Aku juga akan buat dua pemeran utama laki-laki dan perempuan. Yang satu kalian sudah tahu. Yang laki-laki adalah Kei Lyroso Laros dan yang perempuan adalah Tania Reynolds. Akan ada pasangan lain dengan cerita pertemuan yang berbeda. Lebih ke cerita werewolfs yang biasa kalian baca tapi akhirnya akan tetap menjadi satu cerita. Pemeran yang pertama dan kedua akan di pertemukan nanti.
Itu aja yang aku mau kasih tahu sama readers yang baik dan cantik, ganteng kalo ada...

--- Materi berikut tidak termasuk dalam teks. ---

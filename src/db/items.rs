//! Review item CRUD and due queries

use chrono::{DateTime, Utc};
use rusqlite::{params, Connection, Result};

use crate::domain::{ItemRecord, ReviewItem};

use super::{parse_timestamp, to_timestamp};

const ITEM_COLUMNS: &str =
    "id, ease_factor, interval_days, review_count, last_review, next_review, created_at";

pub fn insert_item(conn: &Connection, record: &ItemRecord) -> Result<()> {
    tracing::debug!("Inserting review item {}", record.id);
    conn.execute(
        r#"
    INSERT INTO review_items (id, ease_factor, interval_days, review_count, last_review, next_review, created_at)
    VALUES (?1, ?2, ?3, ?4, ?5, ?6, ?7)
    "#,
        params![
            record.id,
            record.item.ease_factor,
            record.item.interval,
            record.item.review_count,
            record.item.last_review.as_ref().map(to_timestamp),
            to_timestamp(&record.next_review),
            to_timestamp(&record.created_at),
        ],
    )?;
    Ok(())
}

/// Overwrite the scheduling state of an existing item. Returns the number of rows touched.
pub fn update_item(conn: &Connection, record: &ItemRecord) -> Result<usize> {
    tracing::debug!("Updating review item {}", record.id);
    conn.execute(
        r#"
    UPDATE review_items
    SET ease_factor = ?2, interval_days = ?3, review_count = ?4, last_review = ?5, next_review = ?6
    WHERE id = ?1
    "#,
        params![
            record.id,
            record.item.ease_factor,
            record.item.interval,
            record.item.review_count,
            record.item.last_review.as_ref().map(to_timestamp),
            to_timestamp(&record.next_review),
        ],
    )
}

pub fn get_item_by_id(conn: &Connection, id: &str) -> Result<Option<ItemRecord>> {
    let mut stmt = conn.prepare(&format!(
        "SELECT {} FROM review_items WHERE id = ?1",
        ITEM_COLUMNS
    ))?;

    let mut rows = stmt.query(params![id])?;
    if let Some(row) = rows.next()? {
        Ok(Some(row_to_item(row)?))
    } else {
        Ok(None)
    }
}

/// Delete an item and its review history. Returns false if the item did not exist.
pub fn delete_item(conn: &Connection, id: &str) -> Result<bool> {
    let tx = conn.unchecked_transaction()?;
    tx.execute("DELETE FROM review_logs WHERE item_id = ?1", params![id])?;
    let deleted = tx.execute("DELETE FROM review_items WHERE id = ?1", params![id])?;
    tx.commit()?;
    Ok(deleted > 0)
}

/// Items whose next review is at or before `now`, most overdue first
pub fn get_due_items(conn: &Connection, now: &DateTime<Utc>, limit: usize) -> Result<Vec<ItemRecord>> {
    let mut stmt = conn.prepare(&format!(
        r#"
    SELECT {}
    FROM review_items
    WHERE next_review <= ?1
    ORDER BY next_review ASC, id ASC
    LIMIT ?2
    "#,
        ITEM_COLUMNS
    ))?;

    let items = stmt
        .query_map(params![to_timestamp(now), limit as i64], |row| row_to_item(row))?
        .collect::<Result<Vec<_>>>()?;
    Ok(items)
}

pub fn get_all_items(conn: &Connection) -> Result<Vec<ItemRecord>> {
    let mut stmt = conn.prepare(&format!(
        "SELECT {} FROM review_items ORDER BY id ASC",
        ITEM_COLUMNS
    ))?;

    let items = stmt
        .query_map([], |row| row_to_item(row))?
        .collect::<Result<Vec<_>>>()?;
    Ok(items)
}

pub(crate) fn row_to_item(row: &rusqlite::Row) -> Result<ItemRecord> {
    let last_review: Option<String> = row.get(4)?;
    let next_review: String = row.get(5)?;
    let created_at: String = row.get(6)?;

    Ok(ItemRecord {
        id: row.get(0)?,
        item: ReviewItem {
            ease_factor: row.get(1)?,
            interval: row.get(2)?,
            review_count: row.get(3)?,
            last_review: last_review
                .map(|s| parse_timestamp(4, &s))
                .transpose()?,
        },
        next_review: parse_timestamp(5, &next_review)?,
        created_at: parse_timestamp(6, &created_at)?,
    })
}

Hope u'll like my different story of werewolfs
Maaf kalo ceritanya ternyata ceritanya membingungkan atau garing 😞😞😞😞
Please comment...
Happy reading....
Jauh di belahan dunia lain, ada seorang gadis yang sibuk diperpustakaan sekolahnya. Dia mengeluarkan buku dan mencari-cari sesuatu. Jika tidak ditemukannya, dia akan membongkar rak buku yang lain. Dia berusaha sepelan mungkin karena dia tahu dia sedang berada di perpustakaan. Tapi akhirnya kecerobohannya datang. Tangannya menyenggol tumpukan buku yang masih berantakan di sebelahnya. Yap, The reckless Tania. Tidak salah jika teman-temannya memberikan nama panggilan itu padanya.
Brukk!! buku-buku itu jatuh berhamburan dan menimbulkan suara yang cukup keras. Tania langsung mengambil buku-buku itu dengan cepat.
"Nona Tania Reynold." panggil seseorang. Seketika Tania terdiam. Dia menoleh dan mendapati ibu Nancy Daniels sudah berkacak pinggang dan berdiri di dekatnya. Matanya melotot pada Tania dan kaca mata yang di pakainya melorot di ujung hidungnya. Tania menutup matanya dan mengigit bibirnya pelan. Tania berdiri perlahan dan menghadap ibu Daniels, penjaga perpustakaan.
"Sudah beberapa kali kamu menjatuhkan buku-buku itu. Kamu membuat perpustakaan ini menjadi ribut seperti di pasar." sahut ibu Daniels setengah berbisik.
"Sebenarnya baru dua kali bu. Saya hanya---" Tania menghentikan kata-katanya seketika saat melihat ibu Daniels semakin melotot. Bola matanya hampir lepas dari tempatnya. "Maafkan saya." sahut Tania pelan.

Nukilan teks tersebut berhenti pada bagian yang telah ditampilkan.